Cette cassette bootleg, cadeau d'un ami, devint la graine improbable de Graceland, l'album qui allait définir sa carrière. Ashley Kahn, auteur du nouveau livre Days of Miracle and Wonder, qui relate la création de l'album, note que beaucoup d'entre nous ont trouvé des moments de réflexion lors de trajets en voiture à cette époque. « Si ce n'était pas la radio, c'étaient les cassettes », a-t-elle déclaré, prouvant que même avant les podcasts, les Américains étaient désespérés de trouver quelque chose à écouter en conduisant.

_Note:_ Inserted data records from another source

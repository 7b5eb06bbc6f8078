//! HTTP API handlers

mod health;
mod history;
mod notes;

pub use health::{health_check, health_routes};
pub use history::{create_history, list_history};
pub use notes::{create_note, delete_note, list_notes};

use axum::{http::StatusCode, response::{IntoResponse, Response}, Json};
use serde_json::json;
use vibesync_common::Error;

/// Error type returned by API handlers
#[derive(Debug)]
pub enum ApiError {
    InvalidInput(String),
    NotFound(String),
    Database(String),
}

impl From<Error> for ApiError {
    fn from(err: Error) -> Self {
        match err {
            // Constraint violations (duplicate ids) are caller errors
            Error::Database(sqlx::Error::Database(db)) if db.is_unique_violation() => {
                ApiError::InvalidInput(db.to_string())
            }
            Error::NotFound(msg) => ApiError::NotFound(msg),
            Error::InvalidInput(msg) => ApiError::InvalidInput(msg),
            other => ApiError::Database(other.to_string()),
        }
    }
}

impl IntoResponse for ApiError {
    fn into_response(self) -> Response {
        let (status, message) = match self {
            ApiError::InvalidInput(msg) => (StatusCode::BAD_REQUEST, msg),
            ApiError::NotFound(msg) => (StatusCode::NOT_FOUND, msg),
            ApiError::Database(msg) => (StatusCode::INTERNAL_SERVER_ERROR, msg),
        };

        let body = Json(json!({
            "error": message,
        }));

        (status, body).into_response()
    }
}
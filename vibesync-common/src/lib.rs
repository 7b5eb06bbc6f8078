//! # VibeSync Common Library
//!
//! Shared code for the VibeSync services including:
//! - Domain models (analyses, recommendations, notes, chat)
//! - Database initialization and queries
//! - Configuration loading
//! - UI translations (English/Spanish)

pub mod config;
pub mod db;
pub mod error;
pub mod i18n;
pub mod model;

pub use error::{Error, Result};
pub use model::{AnalysisReport, AppView, AudioAnalysis, ChatMessage, ChatRole, Language, Note, Recommendation};
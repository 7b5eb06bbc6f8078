//! UI event types
//!
//! Events are broadcast to connected clients over SSE and drive state
//! refreshes; visualizer frames ride the same channel as draw command
//! batches.

use serde::{Deserialize, Serialize};
use tokio::sync::broadcast;
use vibesync_common::AppView;

use crate::visualizer::{DrawCommand, Surface, CANVAS_HEIGHT, CANVAS_WIDTH};

/// Events emitted by the controller and the visualizer
#[derive(Debug, Clone, Serialize, Deserialize)]
#[serde(tag = "type")]
pub enum UiEvent {
    /// Any part of the application state changed; clients re-fetch
    StateChanged,

    /// A recording session started
    RecordingStarted,

    /// A recording session stopped; analysis may follow
    RecordingStopped,

    /// A new analysis landed at the top of history
    AnalysisComplete { id: String },

    /// The active view switched
    ViewChanged { view: AppView },

    /// One visualizer animation frame as an ordered command batch
    VisualizerFrame { commands: Vec<DrawCommand> },

    /// A user-facing error scoped to a single action
    UserError { message: String },
}

impl UiEvent {
    /// Event name used for the SSE `event:` field
    pub fn event_type(&self) -> &'static str {
        match self {
            UiEvent::StateChanged => "state_changed",
            UiEvent::RecordingStarted => "recording_started",
            UiEvent::RecordingStopped => "recording_stopped",
            UiEvent::AnalysisComplete { .. } => "analysis_complete",
            UiEvent::ViewChanged { .. } => "view_changed",
            UiEvent::VisualizerFrame { .. } => "visualizer_frame",
            UiEvent::UserError { .. } => "user_error",
        }
    }
}

/// Drawing surface that publishes each frame batch to SSE clients
pub struct EventSurface {
    events: broadcast::Sender<UiEvent>,
}

impl EventSurface {
    pub fn new(events: broadcast::Sender<UiEvent>) -> Self {
        Self { events }
    }
}

impl Surface for EventSurface {
    fn width(&self) -> f32 {
        CANVAS_WIDTH
    }

    fn height(&self) -> f32 {
        CANVAS_HEIGHT
    }

    fn submit(&mut self, commands: Vec<DrawCommand>) {
        // No listeners is fine; frames are ephemeral
        let _ = self.events.send(UiEvent::VisualizerFrame { commands });
    }
}
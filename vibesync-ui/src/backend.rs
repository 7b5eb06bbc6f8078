//! Persistence client
//!
//! CRUD calls against the store service for history entries and notes.
//! Failures are terminal for the triggering action; there are no retries.

use std::time::Duration;
use thiserror::Error;
use vibesync_common::{AudioAnalysis, Note};

const REQUEST_TIMEOUT: Duration = Duration::from_secs(10);

/// Persistence client errors
#[derive(Debug, Error)]
pub enum BackendError {
    #[error("Network error: {0}")]
    Network(String),

    #[error("Store error {0}: {1}")]
    Api(u16, String),

    #[error("Parse error: {0}")]
    Parse(String),
}

/// HTTP client for the store service
pub struct BackendClient {
    http_client: reqwest::Client,
    base_url: String,
}

impl BackendClient {
    /// `base_url` is the store root, e.g. `http://127.0.0.1:3005`
    pub fn new(base_url: String) -> Result<Self, BackendError> {
        let http_client = reqwest::Client::builder()
            .timeout(REQUEST_TIMEOUT)
            .build()
            .map_err(|e| BackendError::Network(e.to_string()))?;

        Ok(Self {
            http_client,
            base_url,
        })
    }

    /// GET /api/history, newest first
    pub async fn fetch_history(&self) -> Result<Vec<AudioAnalysis>, BackendError> {
        let response = self
            .http_client
            .get(format!("{}/api/history", self.base_url))
            .send()
            .await
            .map_err(|e| BackendError::Network(e.to_string()))?;
        let response = check_status(response).await?;
        response
            .json()
            .await
            .map_err(|e| BackendError::Parse(e.to_string()))
    }

    /// POST /api/history
    pub async fn save_analysis(&self, analysis: &AudioAnalysis) -> Result<(), BackendError> {
        let response = self
            .http_client
            .post(format!("{}/api/history", self.base_url))
            .json(analysis)
            .send()
            .await
            .map_err(|e| BackendError::Network(e.to_string()))?;
        check_status(response).await?;
        Ok(())
    }

    /// GET /api/notes, newest first
    pub async fn fetch_notes(&self) -> Result<Vec<Note>, BackendError> {
        let response = self
            .http_client
            .get(format!("{}/api/notes", self.base_url))
            .send()
            .await
            .map_err(|e| BackendError::Network(e.to_string()))?;
        let response = check_status(response).await?;
        response
            .json()
            .await
            .map_err(|e| BackendError::Parse(e.to_string()))
    }

    /// POST /api/notes
    pub async fn save_note(&self, note: &Note) -> Result<(), BackendError> {
        let response = self
            .http_client
            .post(format!("{}/api/notes", self.base_url))
            .json(note)
            .send()
            .await
            .map_err(|e| BackendError::Network(e.to_string()))?;
        check_status(response).await?;
        Ok(())
    }

    /// DELETE /api/notes/{id}
    pub async fn delete_note(&self, id: &str) -> Result<(), BackendError> {
        let response = self
            .http_client
            .delete(format!("{}/api/notes/{}", self.base_url, id))
            .send()
            .await
            .map_err(|e| BackendError::Network(e.to_string()))?;
        check_status(response).await?;
        Ok(())
    }
}

async fn check_status(response: reqwest::Response) -> Result<reqwest::Response, BackendError> {
    let status = response.status();
    if status.is_success() {
        return Ok(response);
    }
    let body = response.text().await.unwrap_or_default();
    Err(BackendError::Api(status.as_u16(), body))
}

Graceland, sorti en 1986, était une « putain de licorne » – une expression qui capture à la fois sa rareté et son côté légèrement magique, légèrement déroutant. Il mêlait les sensibilités folk de Simon aux rythmes sud-africains, avec des musiciens comme Ladysmith Black Mambazo et Ray Phiri, et s'est vendu à plus de 16 millions d'exemplaires dans le monde. Mais il a aussi suscité la controverse, car Simon a enregistré en Afrique du Sud pendant le boycott culturel contre l'apartheid, ce qui lui a valu des accusations d'appropriation culturelle et de naïveté politique. L'album a remporté le Grammy de l'album de l'année en 1987, mais son héritage reste aussi complexe qu'une progression d'accords de jazz.
Le livre de Kahn plonge dans le processus de gestation, explorant comment les tourments personnels de Simon et sa fascination pour les sons étrangers ont convergé pour donner un album à la fois triomphe commercial et point de crispation culturel. C'est une histoire de génie artistique, de décisions discutables et du pouvoir durable d'une bonne cassette.